Figure 2.

Detection of INSL3 and RXFP2 transcripts in rhesus macaques. a. Tissue distribution of INSL3-RXFP2 in the rhesus macaque. Total RNA extracted from the brain cortex (Br), heart (He), hypothalamus (Hyp), kidney (Ki), liver (Li), lung (Lu), ovary (Ov), oviduct (Ovi), pituitary (Pit), skeleton muscle (Sk), spleen (Sp), testis (Te), thymus (Thy) and uterus (Ut) were subjected to RT-PCR. b. Cellular expression of INSL3-RXFP2 in the macaque ovary.
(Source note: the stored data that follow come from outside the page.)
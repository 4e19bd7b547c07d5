//! Pre-built simulation scenarios
//!
//! Each scenario wires a topology, narrates the run, and returns the
//! controller so callers (and tests) can inspect the final state.

use tracing::info;

use batmesh_core::Address;

use crate::controller::Controller;
use crate::node::Node;
use crate::topology::{NetworkBuilder, from_links, link_both};

fn addr(n: u8) -> Address {
    Address::from_index(n)
}

/// Two mutual neighbors discovering each other's routes
///
/// The smallest possible mesh: 0.0.0.1 and 0.0.0.2 flood adverts at
/// interval 1; four ticks later each routing table holds the peer at
/// sequence 0 and nothing has been lost.
pub fn run_pair_scenario() -> Controller {
    info!("=== Two-node convergence ===");
    let mut net = from_links(&[("0.0.0.1", "0.0.0.2")]);

    println!("{}", net.report_topology());
    println!("--- Running 4 ticks ---");
    net.tick(4);

    for address in net.addresses() {
        println!("{}", net.report_node(address).unwrap());
    }
    println!("{}", net.report());
    net
}

/// Unicast relay across a three-node line
///
/// 1 - 2 - 3: the ends never hear each other directly, but once 2 has
/// re-flooded their adverts, 1 can unicast to 3 over the learned reverse
/// path. The payload spends exactly one TTL point per hop.
///
/// Transport moves one message per node per unit, so the middle node can
/// only keep up with flooding if adverts arrive slower than it drains,
/// hence the longer broadcast interval here.
pub fn run_chain_scenario() -> Controller {
    info!("=== Chain relay ===");
    let mut net = NetworkBuilder::new(3).interval(3).line();

    println!("{}", net.report_topology());
    println!("--- Letting adverts propagate (16 ticks) ---");
    net.tick(16);

    println!("--- 0.0.0.1 sends a payload to 0.0.0.3 (ttl 10) ---");
    net.send_message(addr(1), addr(3), 10, b"hi".to_vec());
    net.tick(16);

    let report = net.report_node(addr(3)).unwrap();
    println!("{report}");
    for message in &report.inbox {
        println!("delivered: {message}");
        println!("{}", message.describe());
    }
    println!("{}", net.report());
    net
}

/// Route poisoning through a spoofed originator
///
/// Node 3 advertises under the forged address 10.0.0.66. Its neighbors
/// learn a route to an address that is registered nowhere, and unicasts
/// toward it drain into the lost-message sink.
pub fn run_spoof_scenario() -> Controller {
    info!("=== Spoofed originator ===");
    let phantom: Address = "10.0.0.66".parse().expect("valid phantom address");

    let mut net = Controller::new();
    net.add_node(Node::new(addr(1), 3, false));
    net.add_node(Node::new(addr(2), 3, false));
    net.add_node(Node::new(addr(3), 3, false).with_spoof(phantom));
    link_both(&mut net, addr(1), addr(2));
    link_both(&mut net, addr(2), addr(3));

    println!("{}", net.report_topology());
    println!("--- 0.0.0.3 floods adverts claiming to be {phantom} (12 ticks) ---");
    net.tick(12);

    println!("--- 0.0.0.1 unicasts toward the phantom ---");
    net.send_message(addr(1), phantom, 10, b"who are you".to_vec());
    net.tick(12);

    let report = net.report();
    println!("{report}");
    println!(
        "lost messages bound for the phantom: {}",
        report.lost.iter().filter(|m| m.next_hop == phantom).count()
    );
    net
}

/// Topology churn: random link and node add/remove mid-run
///
/// Exercises stale-reference self-healing: removed nodes leave dangling
/// neighbor entries behind, which decay through keep-alive expiry while
/// traffic toward them collects in the lost sink.
pub fn run_churn_scenario(ticks: u64) -> Controller {
    use rand::Rng;

    info!("=== Random churn ({ticks} ticks) ===");
    let mut net = NetworkBuilder::new(8).random(0.4);
    println!("{}", net.report_topology());

    let mut rng = rand::rng();
    for step in 1..=ticks {
        if step.is_multiple_of(5) {
            let a = addr(rng.random_range(1..=8));
            let b = addr(rng.random_range(1..=8));
            if rng.random::<f64>() < 0.5 {
                link_both(&mut net, a, b);
            } else {
                net.remove_link(a, b);
            }
        }
        if step.is_multiple_of(10) {
            let victim = addr(rng.random_range(1..=8));
            if net.contains(victim) {
                println!("tick {step}: removing node {victim}");
                net.remove_node(victim);
            } else {
                println!("tick {step}: restoring node {victim}");
                net.add_node(Node::new(victim, 1, false));
            }
        }
        if step.is_multiple_of(7) {
            let from = addr(rng.random_range(1..=8));
            let to = addr(rng.random_range(1..=8));
            if from != to {
                net.send_message(from, to, 10, format!("probe at {step}").into_bytes());
            }
        }
        net.tick(1);
    }

    println!("{}", net.report());
    net
}

#[cfg(test)]
mod tests {
    use super::*;

    #[test]
    fn test_pair_scenario_converges_at_sequence_zero() {
        let net = run_pair_scenario();
        assert_eq!(net.node(addr(1)).unwrap().routes()[&addr(2)].sequence, 0);
        assert_eq!(net.node(addr(2)).unwrap().routes()[&addr(1)].sequence, 0);
        assert!(net.lost().is_empty());
    }

    #[test]
    fn test_chain_scenario_delivers_payload() {
        let net = run_chain_scenario();
        let inbox = net.node(addr(3)).unwrap().inbox();
        let delivered = &inbox[&addr(1)];
        assert_eq!(delivered.payload.as_ref().unwrap().data, b"hi");
    }

    #[test]
    fn test_spoof_scenario_loses_traffic_to_phantom() {
        let phantom: Address = "10.0.0.66".parse().unwrap();
        let net = run_spoof_scenario();
        assert!(net.lost().iter().any(|m| m.next_hop == phantom));
    }

    #[test]
    fn test_churn_scenario_survives() {
        let net = run_churn_scenario(40);
        assert_eq!(net.stats().ticks, 40);
    }
}
//! CLI output formatting.
//!
//! Each written publication gets a header line (positional index, directory
//! name and output path) followed by an indented summary of what it
//! contains. Failures get a single line with the reason. The run ends with a
//! one-line tally.
//!
//! ```text
//! 001 publication-1 → out/publication-1
//!     3 authors, 4 subjects, 412 pages, 61834 words
//! 002 publication-2 failed: out/publication-2 exists and is not a directory
//! 003 publication-3 → out/publication-3
//!     1 author, 1 subject, 9 pages, 1370 words
//!
//! Done: generated 2 of 3 publications in out (1 failed)
//! ```
//!
//! Format functions are pure and return `Vec<String>`. The `print_*`
//! wrappers write them to stdout. Diagnostics go through `tracing` on
//! stderr instead, so stdout stays a clean inventory.

use crate::generate::{GenerateEvent, RunSummary};
use std::path::Path;

/// Format a 1-based positional index as 3-digit zero-padded.
fn format_index(pos: u32) -> String {
    format!("{:0>3}", pos)
}

/// `1 author`, `2 authors`.
fn plural(n: usize, noun: &str) -> String {
    if n == 1 {
        format!("{n} {noun}")
    } else {
        format!("{n} {noun}s")
    }
}

pub fn format_event(event: &GenerateEvent<'_>) -> Vec<String> {
    match event {
        GenerateEvent::Written {
            entry,
            authors,
            subjects,
            pages,
            words,
        } => vec![
            format!(
                "{} publication-{} \u{2192} {}",
                format_index(entry.id.get()),
                entry.id,
                entry.dir.display()
            ),
            format!(
                "    {}, {}, {}, {}",
                plural(*authors, "author"),
                plural(*subjects, "subject"),
                plural(*pages, "page"),
                plural(*words, "word"),
            ),
        ],
        GenerateEvent::Failed { id, error } => vec![format!(
            "{} publication-{} failed: {}",
            format_index(id.get()),
            id,
            error
        )],
    }
}

pub fn print_event(event: &GenerateEvent<'_>) {
    for line in format_event(event) {
        println!("{}", line);
    }
}

pub fn format_summary(summary: &RunSummary, root: &Path) -> Vec<String> {
    let mut line = format!(
        "Done: generated {} of {} publications in {}",
        summary.written.len(),
        summary.requested,
        root.display()
    );
    if !summary.failed.is_empty() {
        line.push_str(&format!(" ({} failed)", summary.failed.len()));
    }
    if summary.requested == 0 {
        vec![line]
    } else {
        vec![String::new(), line]
    }
}

pub fn print_summary(summary: &RunSummary, root: &Path) {
    for line in format_summary(summary, root) {
        println!("{}", line);
    }
}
GV: germinal vesicle-intact oocytes; MI, MII: metaphase I, II oocytes; NLGC, LGC: non-luteinized, luteinized granulosa cells; The: Theca cells. PPIA was used as an internal control and 1 kb plus DNA ladder (Invitrogen) was used as molecular marker (MM) in both cases. c. In situ hybridization of INSL3 in the monkey ovary. White arrowheads denote theca layers of antral follicles. SF, secondary follicle; EAF: early antral follicle; AF: antral follicle; CL: corpora luteum; BF: bright field; DF: dark field. All experimental samples were collected from at least 3 individual animals.